===== DATA =====
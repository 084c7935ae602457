//! Movement intensity analysis
//!
//! Computes frame-to-frame displacement statistics over a pose sequence:
//! intensity score, significant-movement count, velocity, fidgeting and
//! position-change detection, and baseline comparison.

use crate::baseline::{classify_deviation, Band};
use crate::config::EngineConfig;
use crate::geometry;
use crate::stats::{mean, population_std};
use crate::types::{
    FidgetingResult, MovementMetrics, MovementResult, MovementStatus, PoseFrame, PositionChange,
};

/// Displacements above this multiple of the average count as significant
const SIGNIFICANT_MOVEMENT_FACTOR: f64 = 2.0;

/// Displacements above this multiple of the average count as position changes
const POSITION_CHANGE_FACTOR: f64 = 3.0;

/// Small displacements sit below this fraction of the average
const SMALL_MOVEMENT_FACTOR: f64 = 0.5;

/// Fraction of displacements that must be small for fidgeting
const FIDGET_SHARE: f64 = 0.3;

/// Linear scale from average displacement to the intensity score
const INTENSITY_SCALE: f64 = 10.0;

/// Minimum raw sequence length for fidgeting analysis
const MIN_FRAMES_FOR_FIDGETING: usize = 10;

/// Minimum raw sequence length for position-change detection
const MIN_FRAMES_FOR_POSITION_CHANGES: usize = 5;

/// Movement analyzer over gapped pose sequences
pub struct MovementAnalyzer;

impl MovementAnalyzer {
    /// Compute movement intensity for one subject's sequence.
    ///
    /// `window_sec` is a cosmetic label only; it defaults to the configured
    /// medium window and never affects computation. Sequences with fewer
    /// than two usable frames produce the defined empty result.
    pub fn analyze(
        frames: &[Option<PoseFrame>],
        config: &EngineConfig,
        window_sec: Option<u32>,
    ) -> MovementResult {
        if frames.len() < 2 {
            return Self::empty_result(config);
        }

        let displacements = pairwise_displacements(frames);
        if displacements.is_empty() {
            return Self::empty_result(config);
        }

        let values: Vec<f64> = displacements.iter().map(|d| d.value).collect();
        let average = mean(&values);
        let max = values.iter().cloned().fold(0.0f64, f64::max);
        let std = population_std(&values);

        let significant_threshold = average * SIGNIFICANT_MOVEMENT_FACTOR;
        let significant_movements =
            values.iter().filter(|&&d| d > significant_threshold).count() as u32;

        let velocity = match elapsed_seconds(frames) {
            Some(elapsed) if elapsed > 0.0 => values.iter().sum::<f64>() / elapsed,
            _ => 0.0,
        };

        let intensity_score = (average * INTENSITY_SCALE).min(1.0);

        let status = if intensity_score > config.movement_threshold {
            MovementStatus::Elevated
        } else if intensity_score > config.movement_threshold * 0.8 {
            MovementStatus::Normal
        } else {
            MovementStatus::Low
        };

        MovementResult {
            intensity_score,
            threshold: config.movement_threshold,
            status,
            significant_movements,
            time_window_sec: window_sec.unwrap_or(config.time_window_medium_sec),
            baseline_deviation: None,
            metrics: MovementMetrics {
                average_displacement: average,
                max_displacement: max,
                std_displacement: std,
                movement_velocity: velocity,
                total_frames: frames.len(),
            },
        }
    }

    /// Detect fidgeting: a large share of small, repetitive displacements.
    pub fn detect_fidgeting(frames: &[Option<PoseFrame>]) -> FidgetingResult {
        let none = FidgetingResult {
            detected: false,
            small_movement_count: 0,
            frequency_hz: 0.0,
            percent_of_frames: 0.0,
        };

        if frames.len() < MIN_FRAMES_FOR_FIDGETING {
            return none;
        }

        let displacements = pairwise_displacements(frames);
        if displacements.is_empty() {
            return none;
        }

        let values: Vec<f64> = displacements.iter().map(|d| d.value).collect();
        let small_bound = mean(&values) * SMALL_MOVEMENT_FACTOR;
        let small_count = values.iter().filter(|&&d| d > 0.0 && d < small_bound).count();

        let detected = small_count as f64 > values.len() as f64 * FIDGET_SHARE;

        let frequency_hz = if detected {
            match elapsed_seconds(frames) {
                Some(elapsed) if elapsed > 0.0 => small_count as f64 / elapsed,
                _ => 0.0,
            }
        } else {
            0.0
        };

        FidgetingResult {
            detected,
            small_movement_count: small_count as u32,
            frequency_hz,
            percent_of_frames: small_count as f64 / values.len() as f64 * 100.0,
        }
    }

    /// Detect major position changes (standing up, changing seats).
    pub fn detect_position_changes(frames: &[Option<PoseFrame>]) -> Vec<PositionChange> {
        if frames.len() < MIN_FRAMES_FOR_POSITION_CHANGES {
            return Vec::new();
        }

        let displacements = pairwise_displacements(frames);
        if displacements.is_empty() {
            return Vec::new();
        }

        let values: Vec<f64> = displacements.iter().map(|d| d.value).collect();
        let change_threshold = mean(&values) * POSITION_CHANGE_FACTOR;

        displacements
            .iter()
            .enumerate()
            .filter(|(_, d)| d.value > change_threshold)
            .map(|(index, d)| PositionChange {
                timestamp: d.timestamp,
                displacement: d.value,
                frame_index: index,
            })
            .collect()
    }

    /// Re-derive the status of a result against a caller-supplied baseline
    /// (e.g. the classroom average movement score).
    pub fn apply_baseline(result: &MovementResult, baseline_score: f64) -> MovementResult {
        let rules = [
            (Band::Above(0.2), MovementStatus::Elevated),
            (Band::Above(0.1), MovementStatus::AboveBaseline),
            (Band::Below(-0.1), MovementStatus::BelowBaseline),
        ];
        let (deviation, status) = classify_deviation(
            result.intensity_score,
            baseline_score,
            &rules,
            MovementStatus::Normal,
        );

        MovementResult {
            status,
            baseline_deviation: Some(deviation),
            ..result.clone()
        }
    }

    /// The defined result for sequences with no usable movement data
    fn empty_result(config: &EngineConfig) -> MovementResult {
        MovementResult {
            intensity_score: 0.0,
            threshold: config.movement_threshold,
            status: MovementStatus::NoData,
            significant_movements: 0,
            time_window_sec: 0,
            baseline_deviation: None,
            metrics: MovementMetrics {
                average_displacement: 0.0,
                max_displacement: 0.0,
                std_displacement: 0.0,
                movement_velocity: 0.0,
                total_frames: 0,
            },
        }
    }
}

struct Displacement {
    value: f64,
    /// Timestamp of the later frame of the pair
    timestamp: f64,
}

/// Displacements for every consecutive pair of present frames.
///
/// Absent entries break pairs: they contribute no displacement and no time
/// delta. A present frame whose torso center is unresolvable still pairs,
/// contributing a zero displacement (absence is data, not error).
fn pairwise_displacements(frames: &[Option<PoseFrame>]) -> Vec<Displacement> {
    frames
        .windows(2)
        .filter_map(|pair| match (&pair[0], &pair[1]) {
            (Some(a), Some(b)) => Some(Displacement {
                value: geometry::displacement(a, b),
                timestamp: b.timestamp,
            }),
            _ => None,
        })
        .collect()
}

/// Time from the first to the last present frame
fn elapsed_seconds(frames: &[Option<PoseFrame>]) -> Option<f64> {
    let mut present = frames.iter().flatten();
    let first = present.next()?;
    let last = present.last().unwrap_or(first);
    Some(last.timestamp - first.timestamp)
}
=====
◆ WHAT THE EXERCISE ASKS ◆
An exact copy of all the entries above is what is needed.

◆ RESULT FOR THIS EXERCISE ◆
repository 084c7935ae602457
//! Movement intensity analysis
//!
//! Computes frame-to-frame displacement statistics over a pose sequence:
//! intensity score, significant-movement count, velocity, fidgeting and
//! position-change detection, and baseline comparison.

use crate::baseline::{classify_deviation, Band};
use crate::config::EngineConfig;
use crate::geometry;
use crate::stats::{mean, population_std};
use crate::types::{
    FidgetingResult, MovementMetrics, MovementResult, MovementStatus, PoseFrame, PositionChange,
};

/// Displacements above this multiple of the average count as significant
const SIGNIFICANT_MOVEMENT_FACTOR: f64 = 2.0;

/// Displacements above this multiple of the average count as position changes
const POSITION_CHANGE_FACTOR: f64 = 3.0;

/// Small displacements sit below this fraction of the average
const SMALL_MOVEMENT_FACTOR: f64 = 0.5;

/// Fraction of displacements that must be small for fidgeting
const FIDGET_SHARE: f64 = 0.3;

/// Linear scale from average displacement to the intensity score
const INTENSITY_SCALE: f64 = 10.0;

/// Minimum raw sequence length for fidgeting analysis
const MIN_FRAMES_FOR_FIDGETING: usize = 10;

/// Minimum raw sequence length for position-change detection
const MIN_FRAMES_FOR_POSITION_CHANGES: usize = 5;

/// Movement analyzer over gapped pose sequences
pub struct MovementAnalyzer;

impl MovementAnalyzer {
    /// Compute movement intensity for one subject's sequence.
    ///
    /// `window_sec` is a cosmetic label only; it defaults to the configured
    /// medium window and never affects computation. Sequences with fewer
    /// than two usable frames produce the defined empty result.
    pub fn analyze(
        frames: &[Option<PoseFrame>],
        config: &EngineConfig,
        window_sec: Option<u32>,
    ) -> MovementResult {
        if frames.len() < 2 {
            return Self::empty_result(config);
        }

        let displacements = pairwise_displacements(frames);
        if displacements.is_empty() {
            return Self::empty_result(config);
        }

        let values: Vec<f64> = displacements.iter().map(|d| d.value).collect();
        let average = mean(&values);
        let max = values.iter().cloned().fold(0.0f64, f64::max);
        let std = population_std(&values);

        let significant_threshold = average * SIGNIFICANT_MOVEMENT_FACTOR;
        let significant_movements =
            values.iter().filter(|&&d| d > significant_threshold).count() as u32;

        let velocity = match elapsed_seconds(frames) {
            Some(elapsed) if elapsed > 0.0 => values.iter().sum::<f64>() / elapsed,
            _ => 0.0,
        };

        let intensity_score = (average * INTENSITY_SCALE).min(1.0);

        let status = if intensity_score > config.movement_threshold {
            MovementStatus::Elevated
        } else if intensity_score > config.movement_threshold * 0.8 {
            MovementStatus::Normal
        } else {
            MovementStatus::Low
        };

        MovementResult {
            intensity_score,
            threshold: config.movement_threshold,
            status,
            significant_movements,
            time_window_sec: window_sec.unwrap_or(config.time_window_medium_sec),
            baseline_deviation: None,
            metrics: MovementMetrics {
                average_displacement: average,
                max_displacement: max,
                std_displacement: std,
                movement_velocity: velocity,
                total_frames: frames.len(),
            },
        }
    }

    /// Detect fidgeting: a large share of small, repetitive displacements.
    pub fn detect_fidgeting(frames: &[Option<PoseFrame>]) -> FidgetingResult {
        let none = FidgetingResult {
            detected: false,
            small_movement_count: 0,
            frequency_hz: 0.0,
            percent_of_frames: 0.0,
        };

        if frames.len() < MIN_FRAMES_FOR_FIDGETING {
            return none;
        }

        let displacements = pairwise_displacements(frames);
        if displacements.is_empty() {
            return none;
        }

        let values: Vec<f64> = displacements.iter().map(|d| d.value).collect();
        let small_bound = mean(&values) * SMALL_MOVEMENT_FACTOR;
        let small_count = values.iter().filter(|&&d| d > 0.0 && d < small_bound).count();

        let detected = small_count as f64 > values.len() as f64 * FIDGET_SHARE;

        let frequency_hz = if detected {
            match elapsed_seconds(frames) {
                Some(elapsed) if elapsed > 0.0 => small_count as f64 / elapsed,
                _ => 0.0,
            }
        } else {
            0.0
        };

        FidgetingResult {
            detected,
            small_movement_count: small_count as u32,
            frequency_hz,
            percent_of_frames: small_count as f64 / values.len() as f64 * 100.0,
        }
    }

    /// Detect major position changes (standing up, changing seats).
    pub fn detect_position_changes(frames: &[Option<PoseFrame>]) -> Vec<PositionChange> {
        if frames.len() < MIN_FRAMES_FOR_POSITION_CHANGES {
            return Vec::new();
        }

        let displacements = pairwise_displacements(frames);
        if displacements.is_empty() {
            return Vec::new();
        }

        let values: Vec<f64> = displacements.iter().map(|d| d.value).collect();
        let change_threshold = mean(&values) * POSITION_CHANGE_FACTOR;

        displacements
            .iter()
            .enumerate()
            .filter(|(_, d)| d.value > change_threshold)
            .map(|(index, d)| PositionChange {
                timestamp: d.timestamp,
                displacement: d.value,
                frame_index: index,
            })
            .collect()
    }

    /// Re-derive the status of a result against a caller-supplied baseline
    /// (e.g. the classroom average movement score).
    pub fn apply_baseline(result: &MovementResult, baseline_score: f64) -> MovementResult {
        let rules = [
            (Band::Above(0.2), MovementStatus::Elevated),
            (Band::Above(0.1), MovementStatus::AboveBaseline),
            (Band::Below(-0.1), MovementStatus::BelowBaseline),
        ];
        let (deviation, status) = classify_deviation(
            result.intensity_score,
            baseline_score,
            &rules,
            MovementStatus::Normal,
        );

        MovementResult {
            status,
            baseline_deviation: Some(deviation),
            ..result.clone()
        }
    }

    /// The defined result for sequences with no usable movement data
    fn empty_result(config: &EngineConfig) -> MovementResult {
        MovementResult {
            intensity_score: 0.0,
            threshold: config.movement_threshold,
            status: MovementStatus::NoData,
            significant_movements: 0,
            time_window_sec: 0,
            baseline_deviation: None,
            metrics: MovementMetrics {
                average_displacement: 0.0,
                max_displacement: 0.0,
                std_displacement: 0.0,
                movement_velocity: 0.0,
                total_frames: 0,
            },
        }
    }
}

struct Displacement {
    value: f64,
    /// Timestamp of the later frame of the pair
    timestamp: f64,
}

/// Displacements for every consecutive pair of present frames.
///
/// Absent entries break pairs: they contribute no displacement and no time
/// delta. A present frame whose torso center is unresolvable still pairs,
/// contributing a zero displacement (absence is data, not error).
fn pairwise_displacements(frames: &[Option<PoseFrame>]) -> Vec<Displacement> {
    frames
        .windows(2)
        .filter_map(|pair| match (&pair[0], &pair[1]) {
            (Some(a), Some(b)) => Some(Displacement {
                value: geometry::displacement(a, b),
                timestamp: b.timestamp,
            }),
            _ => None,
        })
        .collect()
}

/// Time from the first to the last present frame
fn elapsed_seconds(frames: &[Option<PoseFrame>]) -> Option<f64> {
    let mut present = frames.iter().flatten();
    let first = present.next()?;
    let last = present.last().unwrap_or(first);
    Some(last.timestamp - first.timestamp)
}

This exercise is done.